** EXERCISE AIM **
Number of lines with "nombre" in the data: give that figure by itself.

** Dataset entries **
• • • •
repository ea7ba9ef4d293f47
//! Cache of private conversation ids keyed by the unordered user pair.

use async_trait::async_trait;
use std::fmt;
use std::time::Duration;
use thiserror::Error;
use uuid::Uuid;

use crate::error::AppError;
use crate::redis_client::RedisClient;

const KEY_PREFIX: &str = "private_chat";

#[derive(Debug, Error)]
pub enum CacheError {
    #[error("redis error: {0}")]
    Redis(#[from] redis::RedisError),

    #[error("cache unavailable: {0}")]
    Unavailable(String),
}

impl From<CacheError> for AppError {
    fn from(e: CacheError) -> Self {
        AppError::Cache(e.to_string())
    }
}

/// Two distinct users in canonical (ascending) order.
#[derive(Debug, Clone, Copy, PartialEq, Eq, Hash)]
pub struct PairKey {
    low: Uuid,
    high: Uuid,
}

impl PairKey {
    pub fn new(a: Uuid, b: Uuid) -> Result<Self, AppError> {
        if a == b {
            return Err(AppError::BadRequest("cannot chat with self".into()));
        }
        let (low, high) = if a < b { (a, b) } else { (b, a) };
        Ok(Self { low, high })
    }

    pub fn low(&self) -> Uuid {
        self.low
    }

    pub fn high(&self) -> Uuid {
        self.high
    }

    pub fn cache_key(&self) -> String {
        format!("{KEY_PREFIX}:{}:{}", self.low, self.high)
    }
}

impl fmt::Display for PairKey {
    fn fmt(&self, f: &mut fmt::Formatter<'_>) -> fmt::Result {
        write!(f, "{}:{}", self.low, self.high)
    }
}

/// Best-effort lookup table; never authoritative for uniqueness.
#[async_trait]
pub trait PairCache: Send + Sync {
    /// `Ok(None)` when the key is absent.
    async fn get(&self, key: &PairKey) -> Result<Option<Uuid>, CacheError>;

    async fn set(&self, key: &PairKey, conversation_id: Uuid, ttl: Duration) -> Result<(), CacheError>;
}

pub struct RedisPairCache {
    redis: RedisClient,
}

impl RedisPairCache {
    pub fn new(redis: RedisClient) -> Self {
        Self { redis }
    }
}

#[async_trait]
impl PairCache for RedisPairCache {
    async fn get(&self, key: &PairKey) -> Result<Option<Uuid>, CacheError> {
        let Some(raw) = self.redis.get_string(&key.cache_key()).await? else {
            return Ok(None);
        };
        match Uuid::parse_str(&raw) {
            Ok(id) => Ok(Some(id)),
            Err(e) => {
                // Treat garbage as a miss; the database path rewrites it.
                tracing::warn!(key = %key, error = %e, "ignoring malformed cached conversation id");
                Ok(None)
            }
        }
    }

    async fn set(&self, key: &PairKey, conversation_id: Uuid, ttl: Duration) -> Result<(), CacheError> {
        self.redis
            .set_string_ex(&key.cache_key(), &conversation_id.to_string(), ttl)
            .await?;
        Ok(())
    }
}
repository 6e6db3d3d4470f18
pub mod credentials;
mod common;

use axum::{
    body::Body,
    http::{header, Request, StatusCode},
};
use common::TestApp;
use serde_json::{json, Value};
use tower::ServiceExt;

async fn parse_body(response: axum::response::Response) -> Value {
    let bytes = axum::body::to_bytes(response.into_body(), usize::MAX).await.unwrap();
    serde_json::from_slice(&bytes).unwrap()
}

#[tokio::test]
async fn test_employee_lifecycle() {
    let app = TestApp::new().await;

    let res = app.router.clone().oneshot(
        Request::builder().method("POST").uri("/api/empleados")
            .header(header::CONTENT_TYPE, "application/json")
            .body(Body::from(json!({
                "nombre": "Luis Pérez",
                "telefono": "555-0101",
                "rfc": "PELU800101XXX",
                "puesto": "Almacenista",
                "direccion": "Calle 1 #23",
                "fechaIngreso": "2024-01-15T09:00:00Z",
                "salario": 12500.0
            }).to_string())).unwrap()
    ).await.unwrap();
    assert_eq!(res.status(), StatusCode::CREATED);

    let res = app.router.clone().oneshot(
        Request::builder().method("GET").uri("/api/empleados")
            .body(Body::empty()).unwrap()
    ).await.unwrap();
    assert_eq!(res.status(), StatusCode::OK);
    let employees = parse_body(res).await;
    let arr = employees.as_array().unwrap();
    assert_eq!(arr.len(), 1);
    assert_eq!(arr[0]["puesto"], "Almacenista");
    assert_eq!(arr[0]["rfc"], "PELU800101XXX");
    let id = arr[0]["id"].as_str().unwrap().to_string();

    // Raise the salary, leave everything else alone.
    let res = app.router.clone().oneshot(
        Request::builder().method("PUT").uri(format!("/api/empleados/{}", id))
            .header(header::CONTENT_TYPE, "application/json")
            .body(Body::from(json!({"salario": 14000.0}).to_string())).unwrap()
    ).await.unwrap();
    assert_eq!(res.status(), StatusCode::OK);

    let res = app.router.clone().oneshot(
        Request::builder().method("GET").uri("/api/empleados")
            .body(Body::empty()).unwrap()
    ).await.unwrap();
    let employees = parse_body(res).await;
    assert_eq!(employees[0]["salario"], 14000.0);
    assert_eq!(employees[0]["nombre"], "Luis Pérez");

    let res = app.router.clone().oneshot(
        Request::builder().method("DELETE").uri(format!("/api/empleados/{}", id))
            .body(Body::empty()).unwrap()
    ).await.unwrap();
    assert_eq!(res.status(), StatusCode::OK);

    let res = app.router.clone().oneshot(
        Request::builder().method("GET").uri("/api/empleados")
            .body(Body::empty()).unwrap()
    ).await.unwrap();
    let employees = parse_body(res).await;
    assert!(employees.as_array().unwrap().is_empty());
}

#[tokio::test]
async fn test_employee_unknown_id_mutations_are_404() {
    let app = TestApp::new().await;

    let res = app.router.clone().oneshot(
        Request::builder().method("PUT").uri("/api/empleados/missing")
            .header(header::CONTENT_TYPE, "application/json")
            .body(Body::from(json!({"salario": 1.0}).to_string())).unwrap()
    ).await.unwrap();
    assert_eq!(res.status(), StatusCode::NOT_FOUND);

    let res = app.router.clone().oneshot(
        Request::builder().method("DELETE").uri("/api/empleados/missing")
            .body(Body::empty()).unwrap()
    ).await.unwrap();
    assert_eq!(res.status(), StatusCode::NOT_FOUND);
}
• • • •
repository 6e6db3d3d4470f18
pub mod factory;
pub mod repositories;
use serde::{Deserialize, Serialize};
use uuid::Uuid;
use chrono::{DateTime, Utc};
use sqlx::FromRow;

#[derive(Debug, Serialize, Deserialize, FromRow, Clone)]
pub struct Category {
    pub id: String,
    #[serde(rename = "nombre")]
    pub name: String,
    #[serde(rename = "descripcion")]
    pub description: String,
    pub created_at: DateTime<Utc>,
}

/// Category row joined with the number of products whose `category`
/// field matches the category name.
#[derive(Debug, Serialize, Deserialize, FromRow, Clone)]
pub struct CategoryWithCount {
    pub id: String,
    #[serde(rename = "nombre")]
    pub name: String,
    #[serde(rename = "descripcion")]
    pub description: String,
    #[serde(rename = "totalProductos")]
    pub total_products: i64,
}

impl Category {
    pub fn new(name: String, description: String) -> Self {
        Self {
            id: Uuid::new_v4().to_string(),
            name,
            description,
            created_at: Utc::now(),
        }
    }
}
• • • •
** COMPLETED EXERCISE **
4